**What is required:** Go through the data and count the lines holding the string "services". Write only the number.

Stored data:
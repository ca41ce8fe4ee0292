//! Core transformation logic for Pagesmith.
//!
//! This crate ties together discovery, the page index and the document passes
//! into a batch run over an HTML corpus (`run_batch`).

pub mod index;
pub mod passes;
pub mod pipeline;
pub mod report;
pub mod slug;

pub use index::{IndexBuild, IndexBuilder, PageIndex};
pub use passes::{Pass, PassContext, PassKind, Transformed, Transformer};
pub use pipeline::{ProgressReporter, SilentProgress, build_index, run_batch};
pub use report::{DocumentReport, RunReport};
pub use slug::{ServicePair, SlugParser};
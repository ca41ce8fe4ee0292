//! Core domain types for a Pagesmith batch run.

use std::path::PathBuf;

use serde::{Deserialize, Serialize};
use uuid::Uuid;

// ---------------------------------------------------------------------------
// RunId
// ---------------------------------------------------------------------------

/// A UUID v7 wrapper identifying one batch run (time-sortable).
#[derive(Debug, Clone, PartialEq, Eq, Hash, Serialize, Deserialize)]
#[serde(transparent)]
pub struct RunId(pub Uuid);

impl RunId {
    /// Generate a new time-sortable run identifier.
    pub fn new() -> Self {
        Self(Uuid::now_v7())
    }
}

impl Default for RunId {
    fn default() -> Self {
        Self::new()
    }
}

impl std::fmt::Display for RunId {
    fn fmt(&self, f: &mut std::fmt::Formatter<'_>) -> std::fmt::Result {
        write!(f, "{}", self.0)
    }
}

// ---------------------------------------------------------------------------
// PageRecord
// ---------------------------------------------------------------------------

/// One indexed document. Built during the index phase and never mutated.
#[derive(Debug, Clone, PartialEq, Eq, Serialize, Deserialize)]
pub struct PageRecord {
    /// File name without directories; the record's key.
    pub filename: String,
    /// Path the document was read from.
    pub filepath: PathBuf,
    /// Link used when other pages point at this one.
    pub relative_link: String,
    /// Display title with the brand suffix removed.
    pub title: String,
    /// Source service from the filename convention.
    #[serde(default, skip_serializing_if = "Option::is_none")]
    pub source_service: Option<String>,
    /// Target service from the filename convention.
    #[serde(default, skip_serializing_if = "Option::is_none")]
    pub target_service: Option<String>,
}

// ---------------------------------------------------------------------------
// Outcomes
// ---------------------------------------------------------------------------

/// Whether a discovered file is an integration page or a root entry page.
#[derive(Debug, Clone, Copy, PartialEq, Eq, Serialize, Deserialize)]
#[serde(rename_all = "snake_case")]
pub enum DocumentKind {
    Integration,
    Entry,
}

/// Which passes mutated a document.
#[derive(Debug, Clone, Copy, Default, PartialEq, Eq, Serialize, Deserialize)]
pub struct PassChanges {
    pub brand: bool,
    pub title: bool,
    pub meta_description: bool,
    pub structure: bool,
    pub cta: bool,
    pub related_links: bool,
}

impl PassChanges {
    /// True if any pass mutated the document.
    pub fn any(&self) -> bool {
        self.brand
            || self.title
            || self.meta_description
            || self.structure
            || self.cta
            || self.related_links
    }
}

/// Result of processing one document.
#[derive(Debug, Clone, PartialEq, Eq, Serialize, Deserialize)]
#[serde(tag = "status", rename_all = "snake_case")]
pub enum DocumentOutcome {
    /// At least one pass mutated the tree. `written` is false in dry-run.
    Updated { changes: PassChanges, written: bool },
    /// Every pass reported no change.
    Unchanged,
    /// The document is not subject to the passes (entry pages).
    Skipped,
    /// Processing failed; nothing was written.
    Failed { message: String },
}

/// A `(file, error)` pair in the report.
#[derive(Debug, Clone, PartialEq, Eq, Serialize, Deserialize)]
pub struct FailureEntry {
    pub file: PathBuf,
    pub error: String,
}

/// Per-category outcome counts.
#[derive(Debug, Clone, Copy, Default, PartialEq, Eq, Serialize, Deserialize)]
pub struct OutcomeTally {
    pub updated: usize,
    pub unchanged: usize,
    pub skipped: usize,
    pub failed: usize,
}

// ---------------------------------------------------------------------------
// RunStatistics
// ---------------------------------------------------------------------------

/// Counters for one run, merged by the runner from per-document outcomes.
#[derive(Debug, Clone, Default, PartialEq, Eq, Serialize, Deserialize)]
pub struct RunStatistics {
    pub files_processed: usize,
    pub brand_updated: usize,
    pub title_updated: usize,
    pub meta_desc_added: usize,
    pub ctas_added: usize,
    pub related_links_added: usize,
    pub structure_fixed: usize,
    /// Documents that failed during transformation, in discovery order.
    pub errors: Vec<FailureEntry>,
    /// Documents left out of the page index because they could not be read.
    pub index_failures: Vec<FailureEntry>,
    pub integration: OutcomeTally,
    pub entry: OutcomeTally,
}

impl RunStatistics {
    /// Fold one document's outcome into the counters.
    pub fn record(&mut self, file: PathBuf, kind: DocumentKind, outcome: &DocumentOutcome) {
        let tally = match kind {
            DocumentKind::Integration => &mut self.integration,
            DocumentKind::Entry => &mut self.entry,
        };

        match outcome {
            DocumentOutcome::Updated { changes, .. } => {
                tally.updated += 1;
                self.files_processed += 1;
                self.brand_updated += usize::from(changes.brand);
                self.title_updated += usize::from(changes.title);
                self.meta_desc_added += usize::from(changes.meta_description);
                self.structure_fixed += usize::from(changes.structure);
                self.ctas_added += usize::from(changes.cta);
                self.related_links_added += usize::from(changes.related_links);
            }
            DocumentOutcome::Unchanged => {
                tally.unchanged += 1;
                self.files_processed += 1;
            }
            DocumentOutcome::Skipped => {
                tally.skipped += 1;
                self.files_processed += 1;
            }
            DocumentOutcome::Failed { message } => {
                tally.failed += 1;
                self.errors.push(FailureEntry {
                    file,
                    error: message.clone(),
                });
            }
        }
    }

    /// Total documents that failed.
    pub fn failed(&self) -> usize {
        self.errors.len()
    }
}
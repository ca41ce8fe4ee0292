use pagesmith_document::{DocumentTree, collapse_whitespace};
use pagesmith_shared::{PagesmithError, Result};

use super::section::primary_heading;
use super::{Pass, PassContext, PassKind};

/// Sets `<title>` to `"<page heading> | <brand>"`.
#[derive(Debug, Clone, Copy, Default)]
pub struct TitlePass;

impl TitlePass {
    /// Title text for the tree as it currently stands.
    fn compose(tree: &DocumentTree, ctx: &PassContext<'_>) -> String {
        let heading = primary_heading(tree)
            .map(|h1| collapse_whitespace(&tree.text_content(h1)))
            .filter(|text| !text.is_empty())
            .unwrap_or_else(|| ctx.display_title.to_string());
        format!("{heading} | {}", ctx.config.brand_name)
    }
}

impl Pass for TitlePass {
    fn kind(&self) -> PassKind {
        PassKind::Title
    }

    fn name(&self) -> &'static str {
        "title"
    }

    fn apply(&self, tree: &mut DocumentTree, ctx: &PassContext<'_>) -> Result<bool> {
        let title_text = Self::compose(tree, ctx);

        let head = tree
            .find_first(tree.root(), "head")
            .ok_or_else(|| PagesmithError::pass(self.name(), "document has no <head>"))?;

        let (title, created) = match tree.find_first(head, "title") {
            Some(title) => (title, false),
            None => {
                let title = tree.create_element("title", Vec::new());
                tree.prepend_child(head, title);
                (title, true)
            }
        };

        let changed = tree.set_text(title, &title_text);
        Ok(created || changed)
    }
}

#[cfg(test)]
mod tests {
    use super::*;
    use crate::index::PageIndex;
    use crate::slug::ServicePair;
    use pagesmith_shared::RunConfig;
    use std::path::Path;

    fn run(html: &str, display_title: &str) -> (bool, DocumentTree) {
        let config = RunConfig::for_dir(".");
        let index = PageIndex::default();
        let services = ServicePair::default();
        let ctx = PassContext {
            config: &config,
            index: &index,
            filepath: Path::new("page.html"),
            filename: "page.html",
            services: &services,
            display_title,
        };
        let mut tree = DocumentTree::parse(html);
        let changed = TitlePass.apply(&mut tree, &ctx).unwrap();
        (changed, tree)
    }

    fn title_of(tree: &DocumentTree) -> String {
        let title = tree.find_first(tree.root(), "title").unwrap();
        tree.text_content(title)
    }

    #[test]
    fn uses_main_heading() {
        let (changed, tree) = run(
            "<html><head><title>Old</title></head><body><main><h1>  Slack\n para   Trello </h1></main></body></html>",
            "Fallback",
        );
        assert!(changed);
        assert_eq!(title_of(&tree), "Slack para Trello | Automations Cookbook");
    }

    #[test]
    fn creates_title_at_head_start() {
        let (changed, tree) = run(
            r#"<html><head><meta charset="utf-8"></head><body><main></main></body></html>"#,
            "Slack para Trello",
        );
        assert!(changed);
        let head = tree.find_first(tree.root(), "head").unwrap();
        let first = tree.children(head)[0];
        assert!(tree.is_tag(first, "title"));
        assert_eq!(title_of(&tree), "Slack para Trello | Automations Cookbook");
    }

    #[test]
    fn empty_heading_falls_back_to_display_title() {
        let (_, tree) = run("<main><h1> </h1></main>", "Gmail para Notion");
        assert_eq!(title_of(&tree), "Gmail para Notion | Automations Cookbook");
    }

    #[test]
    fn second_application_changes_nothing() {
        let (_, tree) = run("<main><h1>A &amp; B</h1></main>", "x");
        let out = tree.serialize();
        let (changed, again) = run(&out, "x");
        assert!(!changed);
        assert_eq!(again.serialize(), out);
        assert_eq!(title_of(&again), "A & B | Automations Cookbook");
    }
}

**Written answer:** 2